What if in the begining of each new relationship we use, instead of using midirection, use honesty by allowing a person to see us at our worst moments in our lives. Instead of putting on the mask, we just allow the person to see us as we are in our monthly lives.
There is a passage for which I was given by a close friend. Within in this passage I found a truth about relationships and it had awakened within me an ugly reality for which that I now had to change. I was forced to face this cruel reality for which I had unknowingly ran away from for so many years. I was forced to face myself and the ugly beast I had become.
This passage is by an author I have no name for. The name of the passage is called the "INVITATION" and it goes like this:
It does not interest me what you do for a living. I want to know what you ache for, and if you dare to dream of meeting your heart's longing. It does not matter to me how old you are. I want to know if you will risk looking like a fool for love, for your dream, for the adventure of being alive. It does not interest me what planets are squaring your moon. I want to know if you have touched the center of your sorrow, if you have been opened by life's betrayals or have become shriveled and closed from fear of further pain. I want to know if you can sit with pain, mine or your own, without moving to hide it, or fade it, or fix it. I want to know if you can be with joy, mine or your own, if you can dance with wildness and let the ecstasy fill you to the tips of your fingers and toes without cautioning us to be careful to be realistic, to remember the limitations of being human. It doesn't interest me if the story you are telling me is true. I want to know if you can disappoint another to be true to yourself; if you can bear the accusation of betrayal and not betray your own soul; if you can be faithless and therefore trustworthy. I want to know if you can see beauty, even when it's not pretty, every day, and if you can source your own life from its presence. I want to know if you can live with failure, yours and mine, and still stand on the edge of the lake and shout to the silver of the moon, "YES!" It doesn't interest me to know where you live or how much money you have. I want to know if you can get up, after the night of grief and despair, weary and bruised to the bone, and do what needs to be done to feed the children. It doesn't interest me where or what or whom you have studied. I want to know what sustains you, from the inside, when all else falls away. I want to know if you can be alone with yourself and if you like the company you keep in the empty moments.
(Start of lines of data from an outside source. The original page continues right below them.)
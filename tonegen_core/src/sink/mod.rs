//! Audio output contract.
//!
//! An [`AudioOutput`] opens [`AudioSink`] handles. Every sink method takes
//! `&self` so one handle can be shared between the control thread (gain,
//! pause, release) and the streaming worker (write).

pub mod memory;

use std::fmt;
use std::time::Duration;

use serde::{Deserialize, Serialize};

use crate::error::SinkResult;

pub use memory::{MemoryOutput, MemorySink};

/// Lifecycle of a sink handle. `Released` is terminal.
#[derive(Debug, Clone, Copy, PartialEq, Eq)]
pub enum SinkState {
    Uninitialized,
    Ready,
    Playing,
    Paused,
    Released,
}

impl SinkState {
    /// States in which blocks may be written.
    #[inline]
    pub fn is_writable(self) -> bool {
        matches!(self, SinkState::Ready | SinkState::Playing)
    }

    /// States in which the handle must be reopened before use.
    #[inline]
    pub fn needs_reopen(self) -> bool {
        matches!(self, SinkState::Uninitialized | SinkState::Released)
    }
}

impl fmt::Display for SinkState {
    fn fmt(&self, f: &mut fmt::Formatter<'_>) -> fmt::Result {
        let name = match self {
            SinkState::Uninitialized => "uninitialized",
            SinkState::Ready => "ready",
            SinkState::Playing => "playing",
            SinkState::Paused => "paused",
            SinkState::Released => "released",
        };
        f.write_str(name)
    }
}

/// What the engine asks for when opening a sink, and what the sink reports
/// back once opened. Samples are always signed 16-bit PCM.
#[derive(Debug, Clone, Copy, PartialEq, Eq, Serialize, Deserialize)]
pub struct StreamSpec {
    pub sample_rate: u32,
    pub channels: u16,
    /// Frames per block. `None` asks for the device minimum.
    pub buffer_frames: Option<usize>,
}

impl StreamSpec {
    pub fn mono(sample_rate: u32) -> Self {
        Self {
            sample_rate,
            channels: 1,
            buffer_frames: None,
        }
    }

    pub fn with_buffer_frames(mut self, frames: usize) -> Self {
        self.buffer_frames = Some(frames);
        self
    }

    /// Playback time of `frames` frames at this rate.
    pub fn duration_of(&self, frames: usize) -> Duration {
        if self.sample_rate == 0 {
            return Duration::ZERO;
        }
        Duration::from_secs_f64(frames as f64 / self.sample_rate as f64)
    }
}

impl fmt::Display for StreamSpec {
    fn fmt(&self, f: &mut fmt::Formatter<'_>) -> fmt::Result {
        write!(f, "{}ch @ {}Hz, i16", self.channels, self.sample_rate)?;
        match self.buffer_frames {
            Some(frames) => write!(f, ", {} frames", frames),
            None => write!(f, ", device minimum"),
        }
    }
}

pub trait AudioSink: Send + Sync + 'static {
    /// The configuration actually in effect. `buffer_frames` is always set.
    fn spec(&self) -> StreamSpec;

    fn state(&self) -> SinkState;

    /// Queue one block of mono samples. Blocks until the sink accepts it.
    fn write(&self, block: &[i16]) -> SinkResult<usize>;

    /// Linear gain in `[0.0, 1.0]`, applied in real time.
    fn set_gain(&self, gain: f32);

    fn gain(&self) -> f32;

    fn play(&self) -> SinkResult<()>;

    fn pause(&self) -> SinkResult<()>;

    /// Drop everything queued but not yet played.
    fn flush(&self) -> SinkResult<()>;

    /// Close the handle. Releasing twice is a no-op.
    fn release(&self);
}

pub trait AudioOutput: Send + Sync + 'static {
    type Sink: AudioSink;

    /// Smallest block the output can stream without underrunning. Only
    /// consulted when an opened sink does not report its own block size.
    fn min_buffer_size(&self, spec: &StreamSpec) -> usize;

    fn open(&self, spec: &StreamSpec) -> SinkResult<Self::Sink>;
}

#[cfg(test)]
mod tests {
    use super::*;

    #[test]
    fn test_writable_states() {
        assert!(SinkState::Ready.is_writable());
        assert!(SinkState::Playing.is_writable());
        assert!(!SinkState::Paused.is_writable());
        assert!(!SinkState::Released.is_writable());
        assert!(!SinkState::Uninitialized.is_writable());
    }

    #[test]
    fn test_reopen_states() {
        assert!(SinkState::Released.needs_reopen());
        assert!(SinkState::Uninitialized.needs_reopen());
        assert!(!SinkState::Paused.needs_reopen());
    }

    #[test]
    fn test_duration_of_block() {
        let spec = StreamSpec::mono(44_100);
        assert_eq!(spec.duration_of(44_100), Duration::from_secs(1));
        assert_eq!(StreamSpec::mono(0).duration_of(10), Duration::ZERO);
    }
}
In reading this I was forced in the realization that I was a man who would himself use misdirection in each new relationship. I was a man who would feed self-will by manipulating the women in my life by infecting them with guilt, and shame.
Before I can enter into any relationship I know now that I need to work on my own character and moral defects so that I can become a better man. I wish to change so that I can like the man I see looking back at me each new day in the mirror. I want a woman to love me for the person who I am becoming today as a result of the passage above because I feel within its meaning it defines me as the man I want to be.